Integrante da comissão, Marcos Do Val discorda do redista. O senador não havia assinado o primeiro pedido de CPI, quando contemplava apenas a investigação de ações do governo federal. Na época, disse que a CPI estava politizada e seria um "discurso populista". Quando seu colega de partido Eduardo Girão (Podemos-CE) fez um pedido para criação de uma comissão que investigasse governadores e prefeitos, Do Val endossou e divulgou em suas redes sociais que fazia "em respeito ao dinheiro público".
Em seu primeiro mandato eletivo, Do Val afirma que desde que chegou ao Senado escuta que CPIs não dão frutos e, antes, são "desperdício de tempo e dinheiro". Com a comissão completa, o parlamentar aponta uma CPI que "começa enfraquecida" pelos membros que a compõem e que deve se tornar um "palanque eleitoral" para senadores que vão concorrer em 2022.
"Se vai ter efetividade?
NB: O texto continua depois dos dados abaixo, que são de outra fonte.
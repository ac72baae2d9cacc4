//! Row-group filter.
//!
//! Turns a bound constraint set into the exact set of matching rows of one row group.
//! Row groups are first tested against column statistics and dictionaries, which can
//! eliminate the whole group without a page read. Surviving groups are scanned
//! constraint by constraint in cost order, each scan reading only the rows still
//! selected by the previous ones.

use crate::columnar::{all_rows, ColumnStatistics, RowGroupReader, RowSet};
use crate::constraint::{Constraint, Predicate};
use crate::context::QueryContext;
use crate::error::{ColumnarError, QueryError};
use crate::schema::{Binding, BoundConstraintSet};
use crate::telemetry::{query_metrics, PruneReason, QueryEvent, QueryEventListener};

/// Filters row groups of one block against a shared, immutable constraint set.
#[derive(Debug, Clone, Copy)]
pub struct RowGroupFilter<'a> {
    constraints: &'a BoundConstraintSet,
    listener: &'a dyn QueryEventListener,
}

impl<'a> RowGroupFilter<'a> {
    pub fn new(constraints: &'a BoundConstraintSet, listener: &'a dyn QueryEventListener) -> Self {
        Self {
            constraints,
            listener,
        }
    }

    /// Returns exactly the rows of `rg` that satisfy every constraint.
    pub fn filter(
        &self,
        ctx: &QueryContext,
        row_group: usize,
        rg: &dyn RowGroupReader,
    ) -> Result<RowSet, QueryError> {
        let num_rows = rg.num_rows();
        if num_rows == 0 || self.constraints.is_unsatisfiable() {
            return Ok(RowSet::new());
        }
        let wrap = |source: ColumnarError| QueryError::Filter { row_group, source };

        for bound in self.constraints.iter() {
            let Binding::Column(column) = bound.binding else {
                continue;
            };
            if let Some(reason) = prune(&bound.constraint, rg, column, num_rows).map_err(wrap)? {
                query_metrics::record_row_group_pruned();
                self.listener.on_event(QueryEvent::RowGroupPruned {
                    row_group,
                    label: bound.constraint.label.clone(),
                    reason,
                });
                return Ok(RowSet::new());
            }
        }

        let mut candidates = all_rows(num_rows);
        let mut scanned = false;
        for bound in self.constraints.iter() {
            let Binding::Column(column) = bound.binding else {
                continue;
            };
            if candidates.is_empty() {
                break;
            }
            ctx.check()?;
            let values = rg.read_utf8(column, &candidates).map_err(wrap)?;
            if values.len() as u64 != candidates.len() {
                return Err(wrap(ColumnarError::Corrupt(format!(
                    "column {} returned {} values for {} rows",
                    column,
                    values.len(),
                    candidates.len()
                ))));
            }
            scanned = true;
            candidates = candidates
                .iter()
                .zip(values.iter())
                .filter(|(_, v)| bound.constraint.matches(v.as_deref().unwrap_or("")))
                .map(|(row, _)| row)
                .collect();
        }
        if scanned {
            query_metrics::record_row_group_scanned();
        }
        Ok(candidates)
    }
}

/// Metadata-only test: `Some(reason)` when no row of the group can satisfy `c`.
///
/// Null cells decode to `""`, so a predicate accepting `""` can only be pruned when
/// statistics prove the column holds no nulls.
fn prune(
    c: &Constraint,
    rg: &dyn RowGroupReader,
    column: usize,
    num_rows: u32,
) -> Result<Option<PruneReason>, ColumnarError> {
    if matches!(c.predicate, Predicate::Regex(_)) {
        return Ok(None);
    }
    let stats = rg.statistics(column)?;
    let all_null = stats.as_ref().is_some_and(|s| s.null_count == num_rows);
    let no_nulls = stats.as_ref().is_some_and(|s| s.null_count == 0);

    match (&c.predicate, c.negated) {
        (Predicate::Present, false) if all_null => Ok(Some(PruneReason::AllNull)),
        (Predicate::Present, true) | (Predicate::Equal(_), false) if c.matches("") => {
            // Only the empty value matches.
            let empty_stored = stats.as_ref().map_or(true, |s| s.may_contain(""));
            if no_nulls && !empty_stored {
                Ok(Some(PruneReason::NoNulls))
            } else {
                Ok(None)
            }
        }
        (Predicate::Equal(v), false) => {
            if all_null {
                return Ok(Some(PruneReason::AllNull));
            }
            value_absent(rg, column, stats.as_ref(), v)
        }
        (Predicate::In(set), false) => {
            if set.contains("") && !no_nulls {
                return Ok(None);
            }
            if all_null && !set.contains("") {
                return Ok(Some(PruneReason::AllNull));
            }
            let mut reason = PruneReason::Statistics;
            for v in set {
                match value_absent(rg, column, stats.as_ref(), v)? {
                    None => return Ok(None),
                    Some(PruneReason::Dictionary) => reason = PruneReason::Dictionary,
                    Some(_) => {}
                }
            }
            Ok(Some(reason))
        }
        (Predicate::Equal(v), true) => {
            // Every row holds exactly `v`.
            let constant = stats.as_ref().is_some_and(|s| {
                s.null_count == 0
                    && s.min.as_deref() == Some(v.as_str())
                    && s.max.as_deref() == Some(v.as_str())
            });
            Ok(constant.then_some(PruneReason::Statistics))
        }
        _ => Ok(None),
    }
}

/// `Some(reason)` when `value` provably does not occur as a stored value.
fn value_absent(
    rg: &dyn RowGroupReader,
    column: usize,
    stats: Option<&ColumnStatistics>,
    value: &str,
) -> Result<Option<PruneReason>, ColumnarError> {
    if stats.is_some_and(|s| !s.may_contain(value)) {
        return Ok(Some(PruneReason::Statistics));
    }
    match rg.dictionary(column)? {
        Some(dict) if !dict.iter().any(|d| d == value) => Ok(Some(PruneReason::Dictionary)),
        _ => Ok(None),
    }
}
Alguma coisa deve sair. Se balança a árvore, algo cai. Mas não da forma como deveria ser, com senadores imparciais, com objetivo de levantar as verbas que foram desviadas. Acho isso por causa da formação. O relator (Calheiros) por si só foi meu embate desde o início, na minha posse eu já havia dito que ele era uma vergonha. Colocar ele foi um grande tiro no pé", assinala.
Enquanto Contarato acredita que o colegiado vai encontrar evidências da responsabilidade dos membros do governo federal, Do Val acredita que as investigações vão ter foco nos Estados, principalmente porque terão a participação de senadores que querem concorrer ao governo em seus Estados.
A mudança do discurso de Bolsonaro, que passou a usar máscara e a usar a vacina como bandeira do governo federal – embora não tenha se vacinado –, não durou muito. Mesmo às vésperas da instalação da CPI, o mandatário viajou com o ex-ministro da Saúde Eduardo Pazuello e foi visto provocando aglomerações, sem usar máscara, retornando ao seu posicionamento negacionista.
A postura, aos olhos dos parlamentares capixabas, não se trata de uma tentativa de insuflar seguidores, mas apenas um retorno do presidente ao seu comportamento natural. "Bolsonaro não é estrategista. Tudo que ele pensa, fala e faz não tem esse pensamento elaborado por trás. Ele simplesmente voltou a ser o que ele é. Ele aposta muito que a transparência dele, esse jeito sincero de ser, vai fortalecer o governo", opina Do Val.
Para o parlamentar, a postura combina com o fato de que Bolsonaro não está preocupado com a CPI. "O presidente não está muito preocupado, aliás deveria estar, mas não está. Está apostando todas as fichas que os problemas vão estar nos governos estaduais e municipais. Apesar de que os trabalhos vão começar no governo federal, ele está sendo preparado para responder quando for questionado, por exemplo, sobre a verba gasta na compra de kits covid", pontua.
Para Contarato, o período em que passou de máscara representou um "aceno" do presidente, principalmente diante da escalada de mortes e da queda de popularidade. Mas ele não conseguiu "sustentar o personagem". "Independentemente do comportamento dele, nada vai apagar o que ele fez por ação ou omissão. O objetivo é esse. Ele não se contém, faz por algum tempo um aceno à ciência, mas depois ele volta ao que ele realmente é", aponta.